━━━━━ INFORMATION PROVIDED

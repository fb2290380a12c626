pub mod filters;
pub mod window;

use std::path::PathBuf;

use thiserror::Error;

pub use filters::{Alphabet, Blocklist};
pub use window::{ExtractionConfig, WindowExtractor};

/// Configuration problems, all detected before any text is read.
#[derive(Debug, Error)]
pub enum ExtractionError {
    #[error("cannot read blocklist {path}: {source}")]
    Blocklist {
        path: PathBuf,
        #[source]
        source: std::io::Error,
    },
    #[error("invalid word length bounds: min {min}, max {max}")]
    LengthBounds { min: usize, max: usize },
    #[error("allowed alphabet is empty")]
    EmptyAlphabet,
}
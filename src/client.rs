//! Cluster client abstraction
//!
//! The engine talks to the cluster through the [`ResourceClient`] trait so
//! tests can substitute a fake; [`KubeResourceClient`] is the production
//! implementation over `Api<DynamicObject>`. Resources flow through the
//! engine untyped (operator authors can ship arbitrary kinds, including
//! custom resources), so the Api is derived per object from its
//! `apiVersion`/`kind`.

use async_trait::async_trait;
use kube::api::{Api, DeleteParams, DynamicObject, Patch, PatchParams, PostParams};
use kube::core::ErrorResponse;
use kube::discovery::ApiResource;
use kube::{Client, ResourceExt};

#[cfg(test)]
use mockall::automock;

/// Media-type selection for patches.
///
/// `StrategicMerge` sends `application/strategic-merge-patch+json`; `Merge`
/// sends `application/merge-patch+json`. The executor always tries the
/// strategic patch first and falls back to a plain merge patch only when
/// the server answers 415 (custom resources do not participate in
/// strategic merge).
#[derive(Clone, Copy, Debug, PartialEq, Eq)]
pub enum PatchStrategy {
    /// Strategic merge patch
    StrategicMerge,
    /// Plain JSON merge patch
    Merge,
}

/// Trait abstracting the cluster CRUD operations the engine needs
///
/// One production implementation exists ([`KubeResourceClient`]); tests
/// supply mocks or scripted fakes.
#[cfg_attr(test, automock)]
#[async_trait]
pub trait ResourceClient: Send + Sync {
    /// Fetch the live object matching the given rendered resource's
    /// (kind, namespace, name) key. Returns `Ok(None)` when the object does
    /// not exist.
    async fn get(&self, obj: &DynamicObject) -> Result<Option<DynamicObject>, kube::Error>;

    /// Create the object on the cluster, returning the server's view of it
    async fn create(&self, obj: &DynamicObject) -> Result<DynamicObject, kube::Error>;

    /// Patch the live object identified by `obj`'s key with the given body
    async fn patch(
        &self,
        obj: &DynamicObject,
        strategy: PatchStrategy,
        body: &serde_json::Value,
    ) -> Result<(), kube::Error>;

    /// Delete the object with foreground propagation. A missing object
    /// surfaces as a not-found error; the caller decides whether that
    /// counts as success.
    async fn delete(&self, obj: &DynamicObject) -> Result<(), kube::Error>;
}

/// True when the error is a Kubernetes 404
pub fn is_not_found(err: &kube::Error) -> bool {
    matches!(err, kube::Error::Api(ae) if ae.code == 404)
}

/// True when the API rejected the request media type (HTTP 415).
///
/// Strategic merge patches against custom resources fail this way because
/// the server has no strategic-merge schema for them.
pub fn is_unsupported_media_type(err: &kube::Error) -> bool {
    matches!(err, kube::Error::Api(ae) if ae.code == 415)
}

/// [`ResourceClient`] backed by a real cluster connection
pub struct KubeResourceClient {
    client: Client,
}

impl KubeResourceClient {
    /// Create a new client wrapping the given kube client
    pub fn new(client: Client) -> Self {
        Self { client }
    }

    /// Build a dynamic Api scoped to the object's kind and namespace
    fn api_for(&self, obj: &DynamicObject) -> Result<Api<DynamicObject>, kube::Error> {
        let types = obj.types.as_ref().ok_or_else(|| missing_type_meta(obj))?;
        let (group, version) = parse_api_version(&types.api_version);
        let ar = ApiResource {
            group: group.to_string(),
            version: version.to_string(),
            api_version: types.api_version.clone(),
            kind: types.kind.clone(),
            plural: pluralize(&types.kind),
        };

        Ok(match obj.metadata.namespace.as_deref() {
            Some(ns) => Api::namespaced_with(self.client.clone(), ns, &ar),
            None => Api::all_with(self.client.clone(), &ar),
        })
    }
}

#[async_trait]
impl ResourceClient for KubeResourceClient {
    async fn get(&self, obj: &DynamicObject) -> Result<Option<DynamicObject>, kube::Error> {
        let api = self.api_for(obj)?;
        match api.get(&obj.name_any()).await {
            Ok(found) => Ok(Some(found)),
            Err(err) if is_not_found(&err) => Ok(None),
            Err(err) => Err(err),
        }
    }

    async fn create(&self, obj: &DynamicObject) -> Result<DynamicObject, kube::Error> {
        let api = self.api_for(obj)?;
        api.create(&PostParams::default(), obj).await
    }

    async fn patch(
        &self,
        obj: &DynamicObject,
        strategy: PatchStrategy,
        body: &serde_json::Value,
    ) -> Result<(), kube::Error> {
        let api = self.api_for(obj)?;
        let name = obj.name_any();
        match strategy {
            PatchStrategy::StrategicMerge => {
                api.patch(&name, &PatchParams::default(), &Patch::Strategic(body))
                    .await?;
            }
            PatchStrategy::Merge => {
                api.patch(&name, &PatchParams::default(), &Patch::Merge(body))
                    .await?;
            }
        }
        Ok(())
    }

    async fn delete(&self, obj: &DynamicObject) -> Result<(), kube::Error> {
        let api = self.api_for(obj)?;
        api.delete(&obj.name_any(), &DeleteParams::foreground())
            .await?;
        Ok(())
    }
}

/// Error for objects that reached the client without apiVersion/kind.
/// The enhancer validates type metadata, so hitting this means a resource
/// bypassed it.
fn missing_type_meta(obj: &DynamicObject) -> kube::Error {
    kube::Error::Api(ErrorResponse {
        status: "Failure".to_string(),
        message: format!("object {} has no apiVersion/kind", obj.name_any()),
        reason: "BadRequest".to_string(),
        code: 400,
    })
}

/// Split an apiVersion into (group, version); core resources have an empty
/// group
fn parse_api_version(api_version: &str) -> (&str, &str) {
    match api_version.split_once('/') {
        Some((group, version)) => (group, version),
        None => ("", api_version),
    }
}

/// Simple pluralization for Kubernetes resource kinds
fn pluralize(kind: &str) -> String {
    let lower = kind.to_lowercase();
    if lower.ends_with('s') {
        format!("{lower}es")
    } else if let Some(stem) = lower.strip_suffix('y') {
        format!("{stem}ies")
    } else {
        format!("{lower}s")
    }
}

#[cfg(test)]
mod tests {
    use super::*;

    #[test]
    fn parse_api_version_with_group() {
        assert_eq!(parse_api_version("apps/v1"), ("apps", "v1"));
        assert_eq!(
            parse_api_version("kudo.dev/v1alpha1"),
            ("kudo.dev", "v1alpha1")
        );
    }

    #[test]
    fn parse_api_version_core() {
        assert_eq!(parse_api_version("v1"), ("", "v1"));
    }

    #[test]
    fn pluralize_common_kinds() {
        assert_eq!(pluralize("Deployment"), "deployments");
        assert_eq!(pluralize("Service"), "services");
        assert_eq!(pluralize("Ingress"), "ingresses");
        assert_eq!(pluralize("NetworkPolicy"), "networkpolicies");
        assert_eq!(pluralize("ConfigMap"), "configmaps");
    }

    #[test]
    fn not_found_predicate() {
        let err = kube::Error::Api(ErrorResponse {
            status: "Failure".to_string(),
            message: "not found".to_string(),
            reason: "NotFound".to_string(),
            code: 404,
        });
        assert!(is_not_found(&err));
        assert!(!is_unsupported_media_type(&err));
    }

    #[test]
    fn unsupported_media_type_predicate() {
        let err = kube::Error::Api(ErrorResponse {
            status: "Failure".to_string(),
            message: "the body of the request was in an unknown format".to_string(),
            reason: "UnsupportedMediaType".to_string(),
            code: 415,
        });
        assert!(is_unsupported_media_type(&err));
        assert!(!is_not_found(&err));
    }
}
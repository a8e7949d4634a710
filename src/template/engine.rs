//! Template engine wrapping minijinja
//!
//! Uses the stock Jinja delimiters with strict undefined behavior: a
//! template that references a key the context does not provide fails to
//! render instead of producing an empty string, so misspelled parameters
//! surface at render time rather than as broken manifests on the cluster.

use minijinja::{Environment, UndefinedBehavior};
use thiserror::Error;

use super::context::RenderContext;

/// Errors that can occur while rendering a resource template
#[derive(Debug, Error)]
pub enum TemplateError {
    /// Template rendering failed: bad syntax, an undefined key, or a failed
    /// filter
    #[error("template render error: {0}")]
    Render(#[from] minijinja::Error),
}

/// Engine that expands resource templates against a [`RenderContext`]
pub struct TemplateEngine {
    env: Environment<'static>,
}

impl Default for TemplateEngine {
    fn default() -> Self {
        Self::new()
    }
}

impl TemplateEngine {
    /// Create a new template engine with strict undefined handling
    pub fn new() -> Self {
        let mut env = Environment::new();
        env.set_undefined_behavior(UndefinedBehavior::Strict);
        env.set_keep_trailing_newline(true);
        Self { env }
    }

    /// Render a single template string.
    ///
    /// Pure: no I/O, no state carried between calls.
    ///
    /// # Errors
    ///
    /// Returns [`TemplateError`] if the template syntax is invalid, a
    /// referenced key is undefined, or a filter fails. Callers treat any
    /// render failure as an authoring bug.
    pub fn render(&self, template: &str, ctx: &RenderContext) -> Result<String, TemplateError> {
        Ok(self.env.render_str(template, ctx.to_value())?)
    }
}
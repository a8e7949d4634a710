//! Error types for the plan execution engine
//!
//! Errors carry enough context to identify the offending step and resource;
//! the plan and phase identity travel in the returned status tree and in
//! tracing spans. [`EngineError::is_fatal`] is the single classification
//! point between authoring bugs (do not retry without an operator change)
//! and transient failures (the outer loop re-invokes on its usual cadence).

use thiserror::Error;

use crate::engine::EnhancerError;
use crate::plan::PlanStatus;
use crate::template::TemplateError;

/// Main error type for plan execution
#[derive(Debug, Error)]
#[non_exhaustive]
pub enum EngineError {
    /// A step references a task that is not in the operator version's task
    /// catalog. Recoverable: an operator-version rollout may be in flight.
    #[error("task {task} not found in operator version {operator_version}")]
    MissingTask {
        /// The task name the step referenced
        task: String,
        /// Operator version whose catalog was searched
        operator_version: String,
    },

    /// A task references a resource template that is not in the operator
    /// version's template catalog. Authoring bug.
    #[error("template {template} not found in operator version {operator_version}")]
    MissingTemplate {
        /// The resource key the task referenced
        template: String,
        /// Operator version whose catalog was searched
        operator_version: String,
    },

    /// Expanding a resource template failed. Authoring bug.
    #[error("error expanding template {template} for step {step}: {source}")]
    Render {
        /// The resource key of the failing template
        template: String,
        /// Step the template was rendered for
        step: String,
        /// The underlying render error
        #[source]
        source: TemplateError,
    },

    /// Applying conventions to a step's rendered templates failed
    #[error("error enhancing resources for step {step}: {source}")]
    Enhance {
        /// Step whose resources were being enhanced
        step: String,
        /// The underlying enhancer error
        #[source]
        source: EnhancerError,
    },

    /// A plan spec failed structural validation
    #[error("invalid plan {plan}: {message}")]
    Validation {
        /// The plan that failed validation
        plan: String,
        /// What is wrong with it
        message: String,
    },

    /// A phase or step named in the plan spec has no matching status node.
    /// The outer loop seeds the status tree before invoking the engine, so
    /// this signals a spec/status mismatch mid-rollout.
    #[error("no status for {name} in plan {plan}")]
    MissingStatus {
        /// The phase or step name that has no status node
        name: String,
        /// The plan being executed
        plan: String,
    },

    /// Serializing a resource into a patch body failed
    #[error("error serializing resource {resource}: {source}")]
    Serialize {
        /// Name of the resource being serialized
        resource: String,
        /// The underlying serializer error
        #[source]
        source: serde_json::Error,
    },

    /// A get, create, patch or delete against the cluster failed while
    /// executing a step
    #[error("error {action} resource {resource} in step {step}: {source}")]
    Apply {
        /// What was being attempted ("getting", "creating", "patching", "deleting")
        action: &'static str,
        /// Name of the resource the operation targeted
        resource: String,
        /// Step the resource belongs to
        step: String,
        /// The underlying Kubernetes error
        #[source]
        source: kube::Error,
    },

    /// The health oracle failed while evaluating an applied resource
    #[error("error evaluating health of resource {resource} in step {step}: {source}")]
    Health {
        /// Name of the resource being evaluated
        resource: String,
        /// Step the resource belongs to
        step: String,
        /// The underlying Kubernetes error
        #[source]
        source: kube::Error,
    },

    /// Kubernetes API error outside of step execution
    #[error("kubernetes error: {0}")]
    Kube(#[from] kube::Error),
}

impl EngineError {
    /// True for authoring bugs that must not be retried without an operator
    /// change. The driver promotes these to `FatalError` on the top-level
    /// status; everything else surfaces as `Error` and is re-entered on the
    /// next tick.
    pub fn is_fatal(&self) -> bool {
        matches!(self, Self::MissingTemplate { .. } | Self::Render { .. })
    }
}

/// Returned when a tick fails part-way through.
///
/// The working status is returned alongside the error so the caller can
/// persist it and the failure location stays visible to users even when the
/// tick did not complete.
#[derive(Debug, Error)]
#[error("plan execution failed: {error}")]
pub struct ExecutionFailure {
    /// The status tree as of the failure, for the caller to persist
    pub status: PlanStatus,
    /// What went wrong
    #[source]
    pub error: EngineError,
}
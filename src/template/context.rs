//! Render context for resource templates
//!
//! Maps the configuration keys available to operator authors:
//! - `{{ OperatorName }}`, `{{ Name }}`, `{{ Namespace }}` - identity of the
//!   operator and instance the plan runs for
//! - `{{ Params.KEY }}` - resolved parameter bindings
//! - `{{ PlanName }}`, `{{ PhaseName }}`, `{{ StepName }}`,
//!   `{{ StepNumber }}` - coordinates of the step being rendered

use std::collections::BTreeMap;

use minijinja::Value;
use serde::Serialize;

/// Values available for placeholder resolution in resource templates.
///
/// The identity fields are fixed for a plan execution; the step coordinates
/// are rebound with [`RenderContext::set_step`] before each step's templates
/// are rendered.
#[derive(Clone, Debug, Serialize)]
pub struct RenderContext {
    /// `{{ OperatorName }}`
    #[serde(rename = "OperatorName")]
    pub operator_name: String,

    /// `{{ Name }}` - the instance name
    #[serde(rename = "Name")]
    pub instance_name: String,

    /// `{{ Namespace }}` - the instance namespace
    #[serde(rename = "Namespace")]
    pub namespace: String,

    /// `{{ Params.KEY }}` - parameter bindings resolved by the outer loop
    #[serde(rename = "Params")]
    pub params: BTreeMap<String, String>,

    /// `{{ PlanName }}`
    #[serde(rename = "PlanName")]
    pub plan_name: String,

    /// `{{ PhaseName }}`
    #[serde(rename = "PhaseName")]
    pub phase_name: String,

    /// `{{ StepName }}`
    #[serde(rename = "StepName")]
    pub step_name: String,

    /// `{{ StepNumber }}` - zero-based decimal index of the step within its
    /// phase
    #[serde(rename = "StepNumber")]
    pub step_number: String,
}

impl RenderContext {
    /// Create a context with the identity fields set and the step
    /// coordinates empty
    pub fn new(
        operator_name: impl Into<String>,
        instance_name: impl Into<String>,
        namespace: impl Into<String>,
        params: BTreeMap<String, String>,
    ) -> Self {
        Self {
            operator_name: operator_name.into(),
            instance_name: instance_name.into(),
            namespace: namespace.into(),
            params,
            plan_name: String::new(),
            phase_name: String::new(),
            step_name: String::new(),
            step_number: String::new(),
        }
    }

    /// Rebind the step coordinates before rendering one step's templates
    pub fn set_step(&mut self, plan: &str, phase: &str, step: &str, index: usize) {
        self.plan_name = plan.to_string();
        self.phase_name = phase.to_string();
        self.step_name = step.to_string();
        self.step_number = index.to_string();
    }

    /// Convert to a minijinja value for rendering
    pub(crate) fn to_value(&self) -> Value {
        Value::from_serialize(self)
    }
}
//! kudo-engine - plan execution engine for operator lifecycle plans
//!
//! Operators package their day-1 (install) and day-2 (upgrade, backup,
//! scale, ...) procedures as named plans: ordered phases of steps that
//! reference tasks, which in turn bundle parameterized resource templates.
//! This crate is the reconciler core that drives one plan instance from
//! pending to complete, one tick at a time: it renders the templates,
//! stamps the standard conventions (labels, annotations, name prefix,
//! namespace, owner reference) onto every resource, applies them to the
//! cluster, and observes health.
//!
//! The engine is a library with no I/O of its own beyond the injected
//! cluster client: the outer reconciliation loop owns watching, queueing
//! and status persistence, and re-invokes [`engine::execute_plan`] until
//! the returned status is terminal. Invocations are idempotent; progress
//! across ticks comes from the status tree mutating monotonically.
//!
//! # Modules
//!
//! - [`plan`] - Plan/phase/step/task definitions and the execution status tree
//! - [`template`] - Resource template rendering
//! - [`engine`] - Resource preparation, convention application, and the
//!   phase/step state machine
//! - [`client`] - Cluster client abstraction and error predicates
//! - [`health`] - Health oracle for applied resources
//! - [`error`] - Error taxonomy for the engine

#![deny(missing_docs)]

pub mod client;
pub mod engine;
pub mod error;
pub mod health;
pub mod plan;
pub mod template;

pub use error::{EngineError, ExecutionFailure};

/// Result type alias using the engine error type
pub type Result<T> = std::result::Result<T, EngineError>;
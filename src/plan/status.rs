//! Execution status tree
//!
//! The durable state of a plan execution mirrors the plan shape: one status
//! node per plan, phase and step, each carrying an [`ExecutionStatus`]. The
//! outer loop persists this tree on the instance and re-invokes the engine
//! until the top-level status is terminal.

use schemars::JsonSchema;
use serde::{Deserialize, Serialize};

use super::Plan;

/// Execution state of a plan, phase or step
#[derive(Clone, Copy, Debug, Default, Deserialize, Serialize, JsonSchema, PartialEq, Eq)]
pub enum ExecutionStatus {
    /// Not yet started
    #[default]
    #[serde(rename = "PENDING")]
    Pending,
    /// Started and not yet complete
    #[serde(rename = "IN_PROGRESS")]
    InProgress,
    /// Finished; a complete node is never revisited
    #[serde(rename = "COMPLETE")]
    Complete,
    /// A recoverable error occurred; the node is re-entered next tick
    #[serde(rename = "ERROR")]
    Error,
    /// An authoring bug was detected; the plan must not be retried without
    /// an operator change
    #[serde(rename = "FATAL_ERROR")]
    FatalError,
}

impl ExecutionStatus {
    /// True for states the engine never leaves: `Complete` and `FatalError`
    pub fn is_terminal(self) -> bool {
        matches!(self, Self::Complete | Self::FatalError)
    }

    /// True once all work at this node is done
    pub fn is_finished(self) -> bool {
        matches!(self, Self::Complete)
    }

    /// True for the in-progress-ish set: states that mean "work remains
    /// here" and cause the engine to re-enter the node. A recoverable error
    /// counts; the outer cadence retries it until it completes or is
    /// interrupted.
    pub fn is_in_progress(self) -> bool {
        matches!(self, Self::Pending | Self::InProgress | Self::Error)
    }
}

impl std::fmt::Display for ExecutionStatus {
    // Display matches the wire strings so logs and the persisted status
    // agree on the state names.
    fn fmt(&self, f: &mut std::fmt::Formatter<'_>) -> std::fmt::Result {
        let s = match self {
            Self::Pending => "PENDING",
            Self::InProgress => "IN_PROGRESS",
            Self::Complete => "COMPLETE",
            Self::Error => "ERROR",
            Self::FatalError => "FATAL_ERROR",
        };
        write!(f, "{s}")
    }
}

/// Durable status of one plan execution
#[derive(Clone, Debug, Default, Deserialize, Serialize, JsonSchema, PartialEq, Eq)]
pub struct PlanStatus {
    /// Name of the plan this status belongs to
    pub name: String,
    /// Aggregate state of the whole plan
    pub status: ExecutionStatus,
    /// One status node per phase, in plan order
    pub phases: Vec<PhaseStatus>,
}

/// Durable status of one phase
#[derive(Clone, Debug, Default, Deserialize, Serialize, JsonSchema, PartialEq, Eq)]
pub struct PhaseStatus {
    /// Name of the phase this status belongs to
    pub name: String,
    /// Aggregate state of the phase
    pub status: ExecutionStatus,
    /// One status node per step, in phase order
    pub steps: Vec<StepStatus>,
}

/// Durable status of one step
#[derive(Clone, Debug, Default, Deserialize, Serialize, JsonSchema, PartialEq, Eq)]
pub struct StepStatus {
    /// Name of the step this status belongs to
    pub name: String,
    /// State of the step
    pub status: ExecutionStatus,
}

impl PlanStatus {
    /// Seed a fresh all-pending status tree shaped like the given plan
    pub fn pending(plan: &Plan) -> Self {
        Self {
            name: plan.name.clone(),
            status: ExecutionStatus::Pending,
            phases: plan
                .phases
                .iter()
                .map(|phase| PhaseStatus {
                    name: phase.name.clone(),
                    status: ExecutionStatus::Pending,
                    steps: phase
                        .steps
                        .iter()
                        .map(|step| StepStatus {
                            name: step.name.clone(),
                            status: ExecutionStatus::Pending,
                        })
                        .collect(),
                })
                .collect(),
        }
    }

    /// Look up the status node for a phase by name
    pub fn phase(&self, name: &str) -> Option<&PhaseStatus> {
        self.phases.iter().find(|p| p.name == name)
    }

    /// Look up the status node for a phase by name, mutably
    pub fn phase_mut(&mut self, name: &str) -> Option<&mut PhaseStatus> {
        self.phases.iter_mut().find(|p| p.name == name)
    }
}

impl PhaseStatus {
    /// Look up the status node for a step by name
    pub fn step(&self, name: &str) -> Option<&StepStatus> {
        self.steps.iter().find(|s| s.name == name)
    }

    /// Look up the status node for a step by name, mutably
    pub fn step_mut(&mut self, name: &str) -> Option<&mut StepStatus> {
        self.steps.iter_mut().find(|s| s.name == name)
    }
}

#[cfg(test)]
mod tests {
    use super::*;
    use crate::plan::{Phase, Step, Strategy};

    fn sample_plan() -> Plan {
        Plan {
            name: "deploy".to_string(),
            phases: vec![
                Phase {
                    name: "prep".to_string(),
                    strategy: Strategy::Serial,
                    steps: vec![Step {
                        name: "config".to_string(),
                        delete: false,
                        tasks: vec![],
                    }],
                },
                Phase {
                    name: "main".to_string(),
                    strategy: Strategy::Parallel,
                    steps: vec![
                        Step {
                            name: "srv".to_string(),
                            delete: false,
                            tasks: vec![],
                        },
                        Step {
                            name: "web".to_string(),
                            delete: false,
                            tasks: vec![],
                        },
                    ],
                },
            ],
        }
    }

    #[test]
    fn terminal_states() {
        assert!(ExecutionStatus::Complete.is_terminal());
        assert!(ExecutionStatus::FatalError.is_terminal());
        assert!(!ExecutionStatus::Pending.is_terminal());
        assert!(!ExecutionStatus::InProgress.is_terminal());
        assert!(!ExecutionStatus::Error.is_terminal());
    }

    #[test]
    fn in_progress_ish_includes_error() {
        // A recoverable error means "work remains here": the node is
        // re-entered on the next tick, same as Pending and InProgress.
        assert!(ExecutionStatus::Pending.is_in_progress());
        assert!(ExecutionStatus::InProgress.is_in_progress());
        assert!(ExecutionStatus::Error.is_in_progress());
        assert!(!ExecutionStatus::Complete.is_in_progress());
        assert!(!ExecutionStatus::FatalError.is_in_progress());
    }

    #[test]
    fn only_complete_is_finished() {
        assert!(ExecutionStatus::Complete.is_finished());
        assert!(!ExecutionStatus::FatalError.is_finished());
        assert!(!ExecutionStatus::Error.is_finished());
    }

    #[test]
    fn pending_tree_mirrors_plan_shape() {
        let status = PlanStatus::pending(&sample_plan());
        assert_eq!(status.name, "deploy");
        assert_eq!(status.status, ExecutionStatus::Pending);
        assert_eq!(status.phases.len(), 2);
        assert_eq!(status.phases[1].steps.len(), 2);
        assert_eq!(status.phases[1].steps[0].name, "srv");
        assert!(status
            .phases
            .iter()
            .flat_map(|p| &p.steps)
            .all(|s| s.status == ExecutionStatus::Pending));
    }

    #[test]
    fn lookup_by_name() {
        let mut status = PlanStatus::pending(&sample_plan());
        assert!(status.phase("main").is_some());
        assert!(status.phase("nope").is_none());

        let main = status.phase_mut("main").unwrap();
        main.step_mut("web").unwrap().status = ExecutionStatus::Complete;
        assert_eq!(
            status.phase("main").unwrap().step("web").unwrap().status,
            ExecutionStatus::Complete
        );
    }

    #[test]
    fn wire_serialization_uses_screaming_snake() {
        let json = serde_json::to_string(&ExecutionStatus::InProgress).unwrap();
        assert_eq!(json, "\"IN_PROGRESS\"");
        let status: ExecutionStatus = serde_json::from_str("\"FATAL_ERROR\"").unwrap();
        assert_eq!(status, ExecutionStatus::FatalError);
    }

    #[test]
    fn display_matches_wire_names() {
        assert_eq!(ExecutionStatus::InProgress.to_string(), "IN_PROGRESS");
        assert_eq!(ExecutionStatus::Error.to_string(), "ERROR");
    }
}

━━━━━━━━━━

WHAT YOU HAVE TO DO: The lines holding the word "automock" are the answer. Pull them out of the records and copy them.

ANSWER BOX:
use mockall::automock;
#[cfg_attr(test, automock)]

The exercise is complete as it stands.